There can be no question that, like virtually every other part of life, international trade has been adversely affected by the COVID-19 pandemic. Manufacturing and construction went on pause in many countries due to social distancing measures, while consumers’ spending habits have changed as people have found themselves confined almost exclusively to their own homes.
Unctad, the United Nations organisation that tracks trade flows, suggested that there would be a 27% fall in global trade in the second quarter of 2020. Car exports and machine parts were the biggest areas affected.
The immediate outlook is not particularly rosy. But how many sectors or financial markets are going to be reporting better-than-average results for the past three months? Very, very few.
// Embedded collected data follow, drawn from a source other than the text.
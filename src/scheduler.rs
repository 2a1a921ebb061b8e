//! Vertex work lists.
//!
//! The traversal driver owns the work list; the walk store only marks vertices on it.

use crate::VertexId;

pub trait Scheduler {
    fn add_task(&mut self, vertex: VertexId);
    fn remove_all_tasks(&mut self);
}

/// Dense bitset work list over `0..n`.
#[derive(Debug, Clone, Default)]
pub struct VertexScheduler {
    bits: Vec<u64>,
    n: usize,
}

impl VertexScheduler {
    pub fn new(n: usize) -> Self {
        Self {
            bits: vec![0; n.div_ceil(64)],
            n,
        }
    }

    pub fn is_scheduled(&self, vertex: VertexId) -> bool {
        let v = vertex as usize;
        v < self.n && self.bits[v / 64] & (1u64 << (v % 64)) != 0
    }

    /// Clears `vertex` and reports whether it was scheduled.
    pub fn take(&mut self, vertex: VertexId) -> bool {
        let was = self.is_scheduled(vertex);
        if was {
            let v = vertex as usize;
            self.bits[v / 64] &= !(1u64 << (v % 64));
        }
        was
    }

    pub fn scheduled_count(&self) -> usize {
        self.bits.iter().map(|w| w.count_ones() as usize).sum()
    }
}

impl Scheduler for VertexScheduler {
    fn add_task(&mut self, vertex: VertexId) {
        let v = vertex as usize;
        // Out-of-range tasks can't be visited by any window.
        if v < self.n {
            self.bits[v / 64] |= 1u64 << (v % 64);
        }
    }

    fn remove_all_tasks(&mut self) {
        self.bits.fill(0);
    }
}
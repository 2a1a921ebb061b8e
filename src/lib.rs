//! `drunkard`: many short random walks from many sources, streamed over a graph in windows,
//! with landing positions shipped in batches to an aggregator that keeps one sparse
//! frequency distribution per source.
//!
//! The traversal engine is external: it calls into [`WalkCallbacks`] once per iteration,
//! window and visited vertex. [`InMemoryDriver`] is a small reference engine for graphs that
//! fit in memory.
//!
//! Public invariants (must not drift):
//! - **Conservation**: at every iteration boundary the walks resident in the [`WalkStore`]
//!   equal [`WalkStore::total_walks`]. Walks are moved, never dropped.
//! - **Avoidance is absorbing**: a [`Distribution`] entry with count `-1` stays `-1` through
//!   any number of merges.
//! - **At-most-once delivery**: a landing handed to the [`DeliveryPipeline`] is attempted once;
//!   failed aggregator calls drop their array.
//!
//! Swappable (allowed to change without breaking the contract):
//! - bucket layout inside the walk store
//! - batching sizes and poll intervals of the delivery pipeline
//! - the aggregator transport

pub mod aggregator;
pub mod delivery;
pub mod distribution;
pub mod driver;
pub mod graph;
pub mod program;
pub mod scheduler;
pub mod sources;
pub mod topk;
pub mod transition;
pub mod walk_store;

pub use aggregator::{Aggregator, LocalAggregator};
pub use delivery::{DeliveryBatch, DeliveryConfig, DeliveryHandle, DeliveryPipeline, DeliveryReport};
pub use distribution::Distribution;
pub use driver::{DriverConfig, InMemoryDriver};
pub use graph::{AdjacencyList, GraphRef};
pub use program::{DrunkardMob, MobConfig, WalkCallbacks};
pub use scheduler::{Scheduler, VertexScheduler};
pub use sources::SourceRegistry;
pub use topk::top_k_counts;
pub use transition::{choose_destination, DEFAULT_RESET_PROBABILITY};
pub use walk_store::{Bucket, WalkRecord, WalkStore, WindowSnapshot};

/// Vertex id as streamed by the traversal driver.
pub type VertexId = u32;

/// Position of a source in registration order, `0..num_sources`.
pub type SourceIndex = u32;

#[derive(Debug, thiserror::Error)]
pub enum Error {
    #[error("invalid parameter: {0}")]
    InvalidParameter(String),
    #[error("walks are already initialized")]
    AlreadyInitialized,
    #[error("walks are not initialized yet")]
    NotInitialized,
    #[error("vertex {0} is already registered as a source")]
    DuplicateSource(VertexId),
    #[error("unknown source index: {0}")]
    UnknownSource(SourceIndex),
    #[error("vertex out of range: {0}")]
    VertexOutOfRange(VertexId),
    #[error("aggregator call failed: {0}")]
    Aggregator(String),
    #[error(transparent)]
    Io(#[from] std::io::Error),
}

pub type Result<T> = std::result::Result<T, Error>;
//! Sparse frequency distributions over vertex ids.
//!
//! A [`Distribution`] is a sorted array of unique ids with a parallel array of counts.
//! A count of [`AVOID`] (`-1`) marks an id as explicitly excluded; it is not the same as
//! a count of `0`, which is what [`Distribution::count`] reports for absent ids.
//!
//! Invariants:
//! - ids are strictly increasing
//! - `ids.len() == counts.len()`
//! - no stored count is `0`

use crate::topk::top_k_counts;
use crate::VertexId;

/// Count sentinel for avoided ids.
pub const AVOID: i32 = -1;

#[derive(Debug, Clone, Default, PartialEq, Eq)]
#[cfg_attr(feature = "serde", derive(serde::Serialize, serde::Deserialize))]
pub struct Distribution {
    ids: Vec<VertexId>,
    counts: Vec<i32>,
}

impl Distribution {
    pub fn new() -> Self {
        Self::default()
    }

    /// Run-length encode a sorted id sequence in one pass.
    ///
    /// `sorted_ids` must be non-decreasing; this is checked in debug builds only.
    pub fn from_sorted(sorted_ids: &[VertexId]) -> Self {
        debug_assert!(
            sorted_ids.windows(2).all(|w| w[0] <= w[1]),
            "ids must be sorted"
        );
        let mut ids: Vec<VertexId> = Vec::new();
        let mut counts: Vec<i32> = Vec::new();
        for &id in sorted_ids {
            match ids.last() {
                Some(&last) if last == id => {
                    if let Some(c) = counts.last_mut() {
                        *c = c.saturating_add(1);
                    }
                }
                _ => {
                    ids.push(id);
                    counts.push(1);
                }
            }
        }
        Self { ids, counts }
    }

    /// Sorts a copy of `ids` and builds from it.
    pub fn from_unsorted(ids: &[VertexId]) -> Self {
        let mut sorted = ids.to_vec();
        sorted.sort_unstable();
        Self::from_sorted(&sorted)
    }

    /// A distribution where every id in `sorted_ids` is avoided.
    pub fn avoidance(sorted_ids: &[VertexId]) -> Self {
        let mut d = Self::from_sorted(sorted_ids);
        d.counts.fill(AVOID);
        d
    }

    pub fn singleton(id: VertexId) -> Self {
        Self {
            ids: vec![id],
            counts: vec![1],
        }
    }

    /// Stored count for `id`: `0` when absent, [`AVOID`] when avoided.
    pub fn count(&self, id: VertexId) -> i32 {
        match self.ids.binary_search(&id) {
            Ok(i) => self.counts[i],
            Err(_) => 0,
        }
    }

    pub fn is_avoided(&self, id: VertexId) -> bool {
        self.count(id) == AVOID
    }

    /// Number of unique ids (avoided ones included).
    pub fn len(&self) -> usize {
        self.ids.len()
    }

    pub fn is_empty(&self) -> bool {
        self.ids.is_empty()
    }

    pub fn ids(&self) -> &[VertexId] {
        &self.ids
    }

    pub fn counts(&self) -> &[i32] {
        &self.counts
    }

    pub fn iter(&self) -> impl Iterator<Item = (VertexId, i32)> + '_ {
        self.ids.iter().copied().zip(self.counts.iter().copied())
    }

    /// Sum of the positive counts.
    pub fn total_count(&self) -> u64 {
        self.counts
            .iter()
            .filter(|&&c| c > 0)
            .map(|&c| c as u64)
            .sum()
    }

    /// Two-pointer merge of two distributions.
    ///
    /// Ids present on one side carry through unchanged. Ids present on both sides get the sum
    /// of their counts, saturating at `i32::MAX`, unless either side is [`AVOID`], in which
    /// case the result is [`AVOID`].
    pub fn merge(a: &Distribution, b: &Distribution) -> Distribution {
        let cap = a.len() + b.len();
        let mut ids = Vec::with_capacity(cap);
        let mut counts = Vec::with_capacity(cap);

        let (mut i, mut j) = (0usize, 0usize);
        while i < a.len() && j < b.len() {
            let (ia, ib) = (a.ids[i], b.ids[j]);
            if ia == ib {
                let (ca, cb) = (a.counts[i], b.counts[j]);
                ids.push(ia);
                counts.push(if ca < 0 || cb < 0 { AVOID } else { ca.saturating_add(cb) });
                i += 1;
                j += 1;
            } else if ia < ib {
                ids.push(ia);
                counts.push(a.counts[i]);
                i += 1;
            } else {
                ids.push(ib);
                counts.push(b.counts[j]);
                j += 1;
            }
        }
        ids.extend_from_slice(&a.ids[i..]);
        counts.extend_from_slice(&a.counts[i..]);
        ids.extend_from_slice(&b.ids[j..]);
        counts.extend_from_slice(&b.counts[j..]);

        Distribution { ids, counts }
    }

    /// In-place variant of [`Distribution::merge`].
    pub fn merge_from(&mut self, other: &Distribution) {
        if other.is_empty() {
            return;
        }
        *self = Distribution::merge(self, other);
    }

    /// The `k` ids with the largest counts, largest first.
    ///
    /// Avoided ids are never returned, so the result can be shorter than `k` even when
    /// `self.len() >= k`.
    pub fn top(&self, k: usize) -> Vec<(VertexId, i32)> {
        top_k_counts(self.iter(), k)
    }
}
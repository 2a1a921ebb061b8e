//! Walk sources: vertex ↔ source index lookup.

use std::collections::HashMap;

use crate::{Error, Result, SourceIndex, VertexId};

/// Registered sources in index order, with their initial walk counts.
#[derive(Debug, Clone, Default)]
pub struct SourceRegistry {
    vertices: Vec<VertexId>,
    walk_counts: Vec<u32>,
    index_of: HashMap<VertexId, SourceIndex>,
}

impl SourceRegistry {
    pub fn new() -> Self {
        Self::default()
    }

    /// Register `vertex` as the next source. Returns its index.
    pub fn register(&mut self, vertex: VertexId, walk_count: u32) -> Result<SourceIndex> {
        if self.index_of.contains_key(&vertex) {
            return Err(Error::DuplicateSource(vertex));
        }
        let idx = SourceIndex::try_from(self.vertices.len()).map_err(|_| {
            Error::InvalidParameter("too many sources for a 32-bit source index".to_string())
        })?;
        self.vertices.push(vertex);
        self.walk_counts.push(walk_count);
        self.index_of.insert(vertex, idx);
        Ok(idx)
    }

    pub fn len(&self) -> usize {
        self.vertices.len()
    }

    pub fn is_empty(&self) -> bool {
        self.vertices.is_empty()
    }

    pub fn is_source(&self, vertex: VertexId) -> bool {
        self.index_of.contains_key(&vertex)
    }

    pub fn index_of(&self, vertex: VertexId) -> Option<SourceIndex> {
        self.index_of.get(&vertex).copied()
    }

    /// Panics if `idx` was never registered.
    pub fn vertex_of(&self, idx: SourceIndex) -> VertexId {
        self.vertices[idx as usize]
    }

    pub fn get_vertex(&self, idx: SourceIndex) -> Option<VertexId> {
        self.vertices.get(idx as usize).copied()
    }

    pub fn walk_count(&self, idx: SourceIndex) -> u32 {
        self.walk_counts[idx as usize]
    }

    /// Source vertices in index order.
    pub fn vertices(&self) -> &[VertexId] {
        &self.vertices
    }

    pub fn iter(&self) -> impl Iterator<Item = (SourceIndex, VertexId, u32)> + '_ {
        self.vertices
            .iter()
            .zip(self.walk_counts.iter())
            .enumerate()
            .map(|(i, (&v, &c))| (i as SourceIndex, v, c))
    }
}
#[cfg(test)]
mod tests {
    use super::*;
    use crate::aggregator::LocalAggregator;

    fn quick() -> DeliveryConfig {
        DeliveryConfig {
            batch_capacity: 4,
            queue_capacity: 8,
            poll_interval: Duration::from_millis(10),
            ..DeliveryConfig::default()
        }
    }

    fn batch(first: VertexId, entries: &[(VertexId, u32)]) -> DeliveryBatch {
        let mut b = DeliveryBatch::new(first);
        for &(v, s) in entries {
            b.push(v, WalkRecord::new(s, true));
        }
        b
    }

    /// Records how many entries each call carried, failing every call when asked to.
    #[derive(Default)]
    struct Recording {
        calls: Mutex<Vec<usize>>,
        fail: bool,
    }

    impl Aggregator for Recording {
        fn set_sources(&self, _: &[VertexId]) -> Result<()> {
            Ok(())
        }
        fn set_avoid_list(&self, _: u32, _: &[VertexId]) -> Result<()> {
            Ok(())
        }
        fn process_walks(&self, walks: &[WalkRecord], _: &[VertexId]) -> Result<()> {
            self.calls.lock().push(walks.len());
            if self.fail {
                return Err(Error::Aggregator("unreachable".to_string()));
            }
            Ok(())
        }
        fn output_distributions(&self, _: &str) -> Result<()> {
            Ok(())
        }
    }

    #[test]
    fn batch_offsets_resolve_to_vertices() {
        let b = batch(100, &[(100, 0), (103, 1)]);
        let got: Vec<(VertexId, u32)> = b.iter().map(|(v, w)| (v, w.source)).collect();
        assert_eq!(got, vec![(100, 0), (103, 1)]);
    }

    #[test]
    fn coalesces_and_flushes_trailing_entries() {
        let agg = Arc::new(Recording::default());
        let p = DeliveryPipeline::spawn(agg.clone(), Arc::from(vec![0u32, 1]), quick()).unwrap();
        let h = p.handle();
        h.submit(batch(10, &[(10, 0), (11, 0), (12, 1)]));
        h.submit(batch(20, &[(20, 1), (21, 0), (22, 0)]));
        let report = p.finish();

        assert_eq!(*agg.calls.lock(), vec![4, 2]);
        assert_eq!(report.walks_submitted, 6);
        assert_eq!(report.walks_sent, 6);
        assert_eq!(report.pending, 0);
    }

    #[test]
    fn self_landings_are_filtered() {
        let agg = Arc::new(LocalAggregator::new());
        agg.set_sources(&[5, 6]).unwrap();
        let p = DeliveryPipeline::spawn(agg.clone(), Arc::from(vec![5u32, 6]), quick()).unwrap();
        p.handle().submit(batch(5, &[(5, 0), (6, 0), (6, 1), (5, 1)]));
        let report = p.finish();

        assert_eq!(report.self_landings, 2);
        assert_eq!(report.walks_sent, 2);
        let d0 = agg.distribution(0).unwrap();
        assert_eq!(d0.count(5), 0);
        assert_eq!(d0.count(6), 1);
        assert_eq!(agg.distribution(1).unwrap().count(5), 1);
    }

    #[test]
    fn failed_calls_drop_batches_without_retry() {
        let agg = Arc::new(Recording {
            fail: true,
            ..Recording::default()
        });
        let p = DeliveryPipeline::spawn(agg.clone(), Arc::from(vec![0u32]), quick()).unwrap();
        p.handle().submit(batch(1, &[(1, 0), (2, 0), (3, 0), (4, 0), (5, 0)]));
        let report = p.finish();

        assert_eq!(*agg.calls.lock(), vec![4, 1]);
        assert_eq!(report.failed_calls, 2);
        assert_eq!(report.walks_lost, 5);
        assert_eq!(report.walks_sent, 0);
    }

    #[test]
    fn finish_drains_everything_queued() {
        let agg = Arc::new(LocalAggregator::new());
        agg.set_sources(&[0]).unwrap();
        let p = DeliveryPipeline::spawn(agg.clone(), Arc::from(vec![0u32]), quick()).unwrap();
        let h = p.handle();
        for i in 0..200u32 {
            h.submit(batch(1, &[(1 + i % 3, 0)]));
        }
        let report = p.finish();
        assert_eq!(report.batches_received, 200);
        assert_eq!(report.walks_sent, 200);
        assert_eq!(agg.distribution(0).unwrap().total_count(), 200);
    }

    #[test]
    fn wait_for_capacity_returns_when_backlog_is_small() {
        let agg = Arc::new(Recording::default());
        let p = DeliveryPipeline::spawn(agg, Arc::from(vec![0u32]), quick()).unwrap();
        let h = p.handle();
        h.wait_for_capacity(4000);
        assert_eq!(h.report().admission_waits, 0);
        p.finish();
    }

    #[test]
    fn submit_after_finish_counts_as_lost() {
        let agg = Arc::new(Recording::default());
        let p = DeliveryPipeline::spawn(agg, Arc::from(vec![0u32]), quick()).unwrap();
        let h = p.handle();
        p.finish();
        // The sender exited, so a blocked producer must not hang either.
        h.wait_for_capacity(0);
        h.submit(batch(1, &[(1, 0)]));
        assert_eq!(h.report().walks_lost, 1);
        assert_eq!(h.pending(), 0);
    }

    #[test]
    fn invalid_config_is_rejected() {
        let agg = Arc::new(Recording::default());
        let cfg = DeliveryConfig {
            backlog_divisor: 0,
            ..quick()
        };
        let err = DeliveryPipeline::spawn(agg, Arc::from(vec![0u32]), cfg).unwrap_err();
        assert!(format!("{err}").contains("backlog_divisor"));
    }
}
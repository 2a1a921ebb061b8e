//! The walk program: what a windowed traversal engine calls into.
//!
//! Per iteration the engine calls [`WalkCallbacks::on_iteration_start`], then for each window
//! `on_window_start`, `on_vertex_visited` for every scheduled vertex in it, and
//! `on_window_end`. After the last iteration it calls `on_run_end`.
//!
//! [`DrunkardMob`] advances every walk by one transition per iteration. A walk is only
//! advanced when its parity says it has made exactly `iteration` transitions; walks that
//! already moved this iteration (into a later window) wait for the next one. Walks on a vertex
//! the engine skipped count as having stayed put, so they are due again next iteration.

use std::sync::Arc;
use std::time::Instant;

use rand::SeedableRng;
use rand_chacha::ChaCha8Rng;
use tracing::{debug, info};

use crate::aggregator::Aggregator;
use crate::delivery::{DeliveryBatch, DeliveryConfig, DeliveryHandle, DeliveryPipeline, DeliveryReport};
use crate::scheduler::Scheduler;
use crate::transition::{choose_destination, DEFAULT_RESET_PROBABILITY};
use crate::walk_store::{WalkStore, WindowSnapshot};
use crate::{Error, Result, VertexId};

/// Hooks a traversal engine drives.
pub trait WalkCallbacks {
    fn on_iteration_start(&mut self, iteration: usize, scheduler: &mut dyn Scheduler);

    /// `first..=last` is about to be processed.
    fn on_window_start(&mut self, first: VertexId, last: VertexId, scheduler: &mut dyn Scheduler);

    fn on_vertex_visited(&mut self, vertex: VertexId, out_neighbors: &[VertexId]) -> Result<()>;

    fn on_window_end(&mut self, first: VertexId, last: VertexId);

    fn on_run_end(&mut self) -> Result<()>;
}

/// Job parameters.
#[derive(Debug, Clone, Copy)]
#[cfg_attr(feature = "serde", derive(serde::Serialize, serde::Deserialize))]
pub struct MobConfig {
    /// Sources are the vertices `first_source..first_source + num_sources`.
    pub num_sources: u32,
    pub first_source: VertexId,
    pub walks_per_source: u32,
    /// Transitions per walk. The engine runs `max_hops + 1` iterations.
    pub max_hops: usize,
    pub reset_probability: f64,
    pub seed: u64,
}

impl Default for MobConfig {
    fn default() -> Self {
        Self {
            num_sources: 1,
            first_source: 0,
            walks_per_source: 1000,
            max_hops: 10,
            reset_probability: DEFAULT_RESET_PROBABILITY,
            seed: 42,
        }
    }
}

impl MobConfig {
    pub fn validate(&self) -> Result<()> {
        if self.num_sources == 0 {
            return Err(Error::InvalidParameter(
                "num_sources must be > 0".to_string(),
            ));
        }
        if self.first_source.checked_add(self.num_sources - 1).is_none() {
            return Err(Error::InvalidParameter(
                "first_source + num_sources overflows the vertex id range".to_string(),
            ));
        }
        if self.walks_per_source == 0 {
            return Err(Error::InvalidParameter(
                "walks_per_source must be > 0".to_string(),
            ));
        }
        if self.max_hops == 0 {
            return Err(Error::InvalidParameter(
                "max_hops must be > 0".to_string(),
            ));
        }
        // A source can land on one vertex at most once per walk per iteration.
        let per_vertex = u64::from(self.walks_per_source).saturating_mul(self.iterations() as u64);
        if per_vertex > i32::MAX as u64 {
            return Err(Error::InvalidParameter(format!(
                "walks_per_source * (max_hops + 1) = {per_vertex} exceeds the i32 count range"
            )));
        }
        if !self.reset_probability.is_finite() || !(0.0..=1.0).contains(&self.reset_probability) {
            return Err(Error::InvalidParameter(
                "reset_probability must be in [0,1]".to_string(),
            ));
        }
        Ok(())
    }

    /// Iterations the engine must run.
    pub fn iterations(&self) -> usize {
        self.max_hops.saturating_add(1)
    }

    pub fn source_vertices(&self) -> impl Iterator<Item = VertexId> {
        let first = self.first_source;
        (0..self.num_sources).map(move |i| first + i)
    }

    /// Export prefix for a graph named `base`.
    pub fn output_prefix(&self, base: &str) -> String {
        format!("{base}_{}", self.first_source)
    }
}

/// Walks from many sources, reported to an aggregator as they land.
pub struct DrunkardMob {
    config: MobConfig,
    store: WalkStore,
    aggregator: Arc<dyn Aggregator>,
    pipeline: Option<DeliveryPipeline>,
    delivery: DeliveryHandle,
    rng: ChaCha8Rng,
    iteration: usize,
    snapshot: Option<WindowSnapshot>,
    window_batch: Option<DeliveryBatch>,
    output_base: Option<String>,
    report: Option<DeliveryReport>,
}

impl DrunkardMob {
    /// Register `walks_per_source` walks on every source in the configured range, tell the
    /// aggregator about the sources and start the delivery pipeline.
    pub fn new(
        config: MobConfig,
        aggregator: Arc<dyn Aggregator>,
        delivery: DeliveryConfig,
    ) -> Result<Self> {
        config.validate()?;
        info!(
            first = config.first_source,
            last = config.first_source + (config.num_sources - 1),
            walks_per_source = config.walks_per_source,
            max_hops = config.max_hops,
            "configuring walks"
        );
        let t = Instant::now();
        let mut store = WalkStore::new();
        for v in config.source_vertices() {
            store.add_walk_batch(v, config.walks_per_source)?;
        }
        store.initialize_walks()?;
        info!(
            walks = store.total_walks(),
            elapsed_ms = t.elapsed().as_millis() as u64,
            "configured walks"
        );
        Self::with_store(config, store, aggregator, delivery)
    }

    /// Run over an already initialized store with arbitrary sources.
    ///
    /// Only `max_hops`, `reset_probability`, `seed` and `first_source` (for the export prefix)
    /// of `config` are used.
    pub fn with_store(
        config: MobConfig,
        store: WalkStore,
        aggregator: Arc<dyn Aggregator>,
        delivery: DeliveryConfig,
    ) -> Result<Self> {
        if !store.is_initialized() {
            return Err(Error::NotInitialized);
        }
        aggregator.set_sources(store.sources().vertices())?;
        let source_vertices: Arc<[VertexId]> = Arc::from(store.sources().vertices());
        let pipeline = DeliveryPipeline::spawn(Arc::clone(&aggregator), source_vertices, delivery)?;

        Ok(Self {
            rng: ChaCha8Rng::seed_from_u64(config.seed),
            delivery: pipeline.handle(),
            pipeline: Some(pipeline),
            config,
            store,
            aggregator,
            iteration: 0,
            snapshot: None,
            window_batch: None,
            output_base: None,
            report: None,
        })
    }

    /// Export distributions under `config.output_prefix(base)` when the run ends.
    pub fn with_output_base(mut self, base: impl Into<String>) -> Self {
        self.output_base = Some(base.into());
        self
    }

    pub fn config(&self) -> &MobConfig {
        &self.config
    }

    pub fn store(&self) -> &WalkStore {
        &self.store
    }

    pub fn delivery(&self) -> &DeliveryHandle {
        &self.delivery
    }

    /// Walks held by the store or the open window snapshot.
    pub fn resident_walks(&self) -> u64 {
        self.store.resident_walks() + self.snapshot.as_ref().map_or(0, |s| s.resident_walks())
    }

    /// Final delivery counters, available after [`WalkCallbacks::on_run_end`].
    pub fn report(&self) -> Option<DeliveryReport> {
        self.report
    }
}

impl WalkCallbacks for DrunkardMob {
    fn on_iteration_start(&mut self, iteration: usize, scheduler: &mut dyn Scheduler) {
        self.iteration = iteration;
        if iteration == 0 {
            scheduler.remove_all_tasks();
            self.store.schedule_sources(scheduler);
        }
        debug!(iteration, pending = self.delivery.pending(), "iteration start");
    }

    fn on_window_start(&mut self, first: VertexId, last: VertexId, scheduler: &mut dyn Scheduler) {
        let t = Instant::now();
        self.store.schedule_for_window(scheduler, first, last);
        self.snapshot = Some(self.store.grab_snapshot(first, last));
        self.window_batch = Some(DeliveryBatch::new(first));
        debug!(
            first,
            last,
            elapsed_us = t.elapsed().as_micros() as u64,
            "grabbed window"
        );
    }

    fn on_vertex_visited(&mut self, vertex: VertexId, out_neighbors: &[VertexId]) -> Result<()> {
        self.delivery.wait_for_capacity(self.store.total_walks());

        let first_iteration = self.iteration == 0;
        if first_iteration {
            if let Some(idx) = self.store.source_index_of(vertex) {
                self.aggregator.set_avoid_list(idx, out_neighbors)?;
            }
        }

        let (Some(snapshot), Some(batch)) = (self.snapshot.as_mut(), self.window_batch.as_mut()) else {
            panic!("vertex {vertex} visited outside a window");
        };
        let Some(walks) = snapshot.take(vertex) else {
            return Ok(());
        };

        let due = self.iteration % 2 == 1;
        for walk in walks.iter() {
            if walk.parity != due {
                // Already moved this iteration.
                self.store.update_walk(walk.source, vertex, walk.parity);
                continue;
            }
            batch.push(vertex, walk);
            let home = self.store.source_vertex_of(walk.source);
            let dst = choose_destination(
                &mut self.rng,
                out_neighbors,
                home,
                self.config.reset_probability,
                first_iteration,
            );
            self.store.update_walk(walk.source, dst, !walk.parity);
        }
        Ok(())
    }

    fn on_window_end(&mut self, first: VertexId, last: VertexId) {
        if let Some(mut snapshot) = self.snapshot.take() {
            // Skipped walks stay put for this iteration and move again in the next.
            let stayed = snapshot.stay_unvisited(self.iteration % 2 == 1);
            let restored = snapshot.restore_ungrabbed(&mut self.store);
            if restored > 0 {
                debug!(first, last, restored, stayed, "restored unvisited walks");
            }
        }
        if let Some(batch) = self.window_batch.take() {
            self.delivery.submit(batch);
        }
    }

    fn on_run_end(&mut self) -> Result<()> {
        if let Some(snapshot) = self.snapshot.take() {
            let (first, last) = (snapshot.first(), snapshot.last());
            snapshot.restore_ungrabbed(&mut self.store);
            if let Some(batch) = self.window_batch.take() {
                self.delivery.submit(batch);
            }
            debug!(first, last, "closed window left open at run end");
        }
        if let Some(pipeline) = self.pipeline.take() {
            self.report = Some(pipeline.finish());
        }
        if let Some(base) = &self.output_base {
            let prefix = self.config.output_prefix(base);
            self.aggregator.output_distributions(&prefix)?;
        }
        Ok(())
    }
}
Indeed, more surprising are suggestions that global trade is under long-term threat; the coronavirus pandemic is going to result in a rise of nationalism, or to put it another way, a hesitancy to purchase goods from overseas.
The end of globalisation?
Commentators have been keen to announce the death of globalisation for as long as globalisation has been used as a popular term. This is reason to be wary of such sensationalist headlines.
The movement of goods, ideas, politics and economic activity across geographic borders has been commonplace for centuries. In more recent decades, global trade has become essential to the make-up of both national economies and the lives of consumers and businesses. Yet people have seized on the coronavirus crisis to suggest this trend is going to be rapidly, and permanently, reversed.
This would appear to be unrealistic. And if nothing else, it is undoubtedly too early to make such assumptions when we are still very much in the throes of the global pandemic.
Most people – whether speaking from a personal or professional perspective – would concede that there will soon be a ‘new normal’; a new way to live our lives. To suggest that this new normal will spell the end of global trade (or globalisation more generally) would overlook many core elements of the modern world.
We live in a digital age where people expect to be able to search for and purchase items within competitive marketplaces (thus for fair prices) and have them delivered quickly. In truth, the COVID-19 pandemic has only accelerated our reliance on this model of consumption.
While there have been some immediate challenges for global trade – both a slowdown in economic activity and logistical difficulties due to measures that have been introduced to curtail the spread of the virus – all logic would suggest that as the pandemic abates, these obstacles will shrink.